> [TRY IT]: Read the lines below. Copy out any that hold the string "must".

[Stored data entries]
****************************************

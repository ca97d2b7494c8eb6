//! CUDA implementation of tensor operations.

pub mod elementwise;
pub mod scatter;
//! Common test utilities
#![allow(dead_code)]

use subtensor::index::{IndexSpec, SliceSpec, normalize_index, normalize_slice};
use subtensor::runtime::Runtime;
use subtensor::runtime::cpu::{CpuClient, CpuDevice, CpuRuntime};
#[cfg(feature = "cuda")]
use subtensor::runtime::cuda::{CudaClient, CudaDevice, CudaRuntime};

/// Create a CPU client and device for testing
pub fn create_cpu_client() -> (CpuClient, CpuDevice) {
    let device = CpuDevice::new();
    let client = CpuRuntime::create_client(&device).unwrap();
    (client, device)
}

/// Create a CUDA client and device, returning None if CUDA is unavailable
#[cfg(feature = "cuda")]
pub fn create_cuda_client() -> Option<(CudaClient, CudaDevice)> {
    let device = CudaRuntime::open_device(0).ok()?;
    let client = CudaRuntime::create_client(&device).ok()?;
    Some((client, device))
}

/// Assert two f64 slices are close within tolerance
///
/// Uses the formula: |a - b| <= atol + rtol * |b|
pub fn assert_allclose_f64(a: &[f64], b: &[f64], rtol: f64, atol: f64, msg: &str) {
    assert_eq!(a.len(), b.len(), "{}: length mismatch", msg);
    for (i, (x, y)) in a.iter().zip(b.iter()).enumerate() {
        let diff = (x - y).abs();
        let tol = atol + rtol * y.abs();
        assert!(
            diff <= tol,
            "{}: element {} differs: {} vs {} (diff={}, tol={})",
            msg,
            i,
            x,
            y,
            diff,
            tol
        );
    }
}

/// Assert two f32 slices are close within tolerance
pub fn assert_allclose_f32(a: &[f32], b: &[f32], rtol: f32, atol: f32, msg: &str) {
    assert_eq!(a.len(), b.len(), "{}: length mismatch", msg);
    for (i, (x, y)) in a.iter().zip(b.iter()).enumerate() {
        let diff = (x - y).abs();
        let tol = atol + rtol * y.abs();
        assert!(
            diff <= tol,
            "{}: element {} differs: {} vs {} (diff={}, tol={})",
            msg,
            i,
            x,
            y,
            diff,
            tol
        );
    }
}

/// `0.0, 1.0, ...` as f32
pub fn arange_f32(n: usize) -> Vec<f32> {
    (0..n).map(|i| i as f32).collect()
}

/// Row-major strides (in elements) of a contiguous `shape`
pub fn contiguous_strides(shape: &[usize]) -> Vec<usize> {
    let mut strides = vec![1; shape.len()];
    for i in (0..shape.len().saturating_sub(1)).rev() {
        strides[i] = strides[i + 1] * shape[i + 1];
    }
    strides
}

/// Positions `lst[start:stop:step]` picks from a list of `len` items
///
/// Walks from the resolved start toward the resolved stop one step at a
/// time. Panics on a zero step.
pub fn python_slice(
    len: usize,
    start: Option<isize>,
    stop: Option<isize>,
    step: Option<isize>,
) -> Vec<usize> {
    let len = len as i64;
    let step = step.unwrap_or(1) as i64;
    assert_ne!(step, 0);

    let resolve = |v: Option<isize>, default: i64| -> i64 {
        match v {
            None => default,
            Some(v) => {
                let v = v as i64;
                let v = if v < 0 { v + len } else { v };
                if step > 0 {
                    v.clamp(0, len)
                } else {
                    v.clamp(-1, len - 1)
                }
            }
        }
    };

    let mut picked = Vec::new();
    if step > 0 {
        let (mut i, end) = (resolve(start, 0), resolve(stop, len));
        while i < end {
            picked.push(i as usize);
            i += step;
        }
    } else {
        let (mut i, end) = (resolve(start, len - 1), resolve(stop, -1));
        while i > end {
            picked.push(i as usize);
            i += step;
        }
    }
    picked
}

/// Positions the normalizer selects for the same slice
pub fn normalized_positions(
    len: usize,
    start: Option<isize>,
    stop: Option<isize>,
    step: Option<isize>,
) -> Vec<usize> {
    let spec = SliceSpec::new(start, stop, step);
    normalize_slice(len, &spec).unwrap().indices().collect()
}

/// Elements of contiguous `data` with `shape` selected by `specs`
///
/// Enumerates the selected source positions per axis and walks their
/// cartesian product without building any view. Returns the result shape
/// and its elements in row-major order.
pub fn reference_index<T: Copy>(
    data: &[T],
    shape: &[usize],
    specs: &[IndexSpec],
) -> (Vec<usize>, Vec<T>) {
    let strides = contiguous_strides(shape);
    // selected source positions, one list per source axis
    let mut picks: Vec<Vec<usize>> = Vec::new();
    let mut out_shape = Vec::new();
    let mut axis = 0;

    for spec in specs {
        match *spec {
            IndexSpec::NewAxis => out_shape.push(1),
            IndexSpec::Integer(i) | IndexSpec::RuntimeScalar(i) => {
                picks.push(vec![normalize_index(shape[axis], i).unwrap()]);
                axis += 1;
            }
            IndexSpec::Slice(s) => {
                let picked = python_slice(shape[axis], s.start, s.stop, s.step);
                out_shape.push(picked.len());
                picks.push(picked);
                axis += 1;
            }
        }
    }
    for &len in &shape[axis..] {
        picks.push((0..len).collect());
        out_shape.push(len);
    }

    let mut out = Vec::new();
    if picks.iter().any(|p| p.is_empty()) {
        return (out_shape, out);
    }

    let mut counters = vec![0usize; picks.len()];
    loop {
        let flat: usize = counters
            .iter()
            .zip(&picks)
            .zip(&strides)
            .map(|((&c, picked), &st)| picked[c] * st)
            .sum();
        out.push(data[flat]);

        let mut k = picks.len();
        loop {
            if k == 0 {
                return (out_shape, out);
            }
            k -= 1;
            counters[k] += 1;
            if counters[k] < picks[k].len() {
                break;
            }
            counters[k] = 0;
        }
    }
}
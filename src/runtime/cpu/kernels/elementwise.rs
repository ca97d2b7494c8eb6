//! Strided in-place elementwise kernels

use crate::dtype::Element;
use crate::error::{Error, Result};
use crate::kernel::InplaceOp;

/// Apply `dst op= src` over a strided iteration space
///
/// `dst` and `src` point at the first element of their views; both are
/// walked in row-major order of `shape` through their own strides. A scalar
/// (`shape` empty) is updated once.
///
/// # Safety
/// - Every position reachable through `shape`/strides must be valid
/// - `dst` positions must be distinct unless `op` is idempotent for them
/// - `src` must not overlap `dst` unless both are the same view
pub unsafe fn inplace_strided_kernel<T: Element>(
    op: InplaceOp,
    dst: *mut T,
    src: *const T,
    shape: &[usize],
    dst_strides: &[isize],
    src_strides: &[isize],
) {
    let ndim = shape.len();
    let total = shape.iter().product::<usize>();

    if total == 0 {
        return;
    }

    // Incremental offsets avoid recomputing the full dot product per element
    let mut indices = vec![0usize; ndim];
    let mut d_idx = 0isize;
    let mut s_idx = 0isize;

    for _ in 0..total {
        let d = dst.offset(d_idx);
        let s = *src.offset(s_idx);
        *d = match op {
            InplaceOp::Add => (*d).accumulate(s),
            InplaceOp::Assign => s,
        };

        for dim in (0..ndim).rev() {
            indices[dim] += 1;
            d_idx += dst_strides[dim];
            s_idx += src_strides[dim];

            if indices[dim] < shape[dim] {
                break;
            }

            indices[dim] = 0;
            d_idx -= (shape[dim] as isize) * dst_strides[dim];
            s_idx -= (shape[dim] as isize) * src_strides[dim];
        }
    }
}

/// Strided assignment that moves raw element bits of any width
///
/// # Safety
/// Same as [`inplace_strided_kernel`], with `dst`/`src` addresses aligned
/// to `elem_size`.
pub unsafe fn assign_bits_kernel(
    elem_size: usize,
    dst: u64,
    src: u64,
    shape: &[usize],
    dst_strides: &[isize],
    src_strides: &[isize],
) -> Result<()> {
    macro_rules! assign_as {
        ($t:ty) => {
            inplace_strided_kernel::<$t>(
                InplaceOp::Assign,
                dst as *mut $t,
                src as *const $t,
                shape,
                dst_strides,
                src_strides,
            )
        };
    }

    match elem_size {
        1 => assign_as!(u8),
        2 => assign_as!(u16),
        4 => assign_as!(u32),
        8 => assign_as!(u64),
        other => {
            return Err(Error::Internal(format!(
                "no assignment kernel for {}-byte elements",
                other
            )));
        }
    }
    Ok(())
}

****************************************

> [REPLY TO THE TASK]:
/// - Every position reachable through `shape`/strides must be valid
/// - `dst` positions must be distinct unless `op` is idempotent for them
/// - `src` must not overlap `dst` unless both are the same view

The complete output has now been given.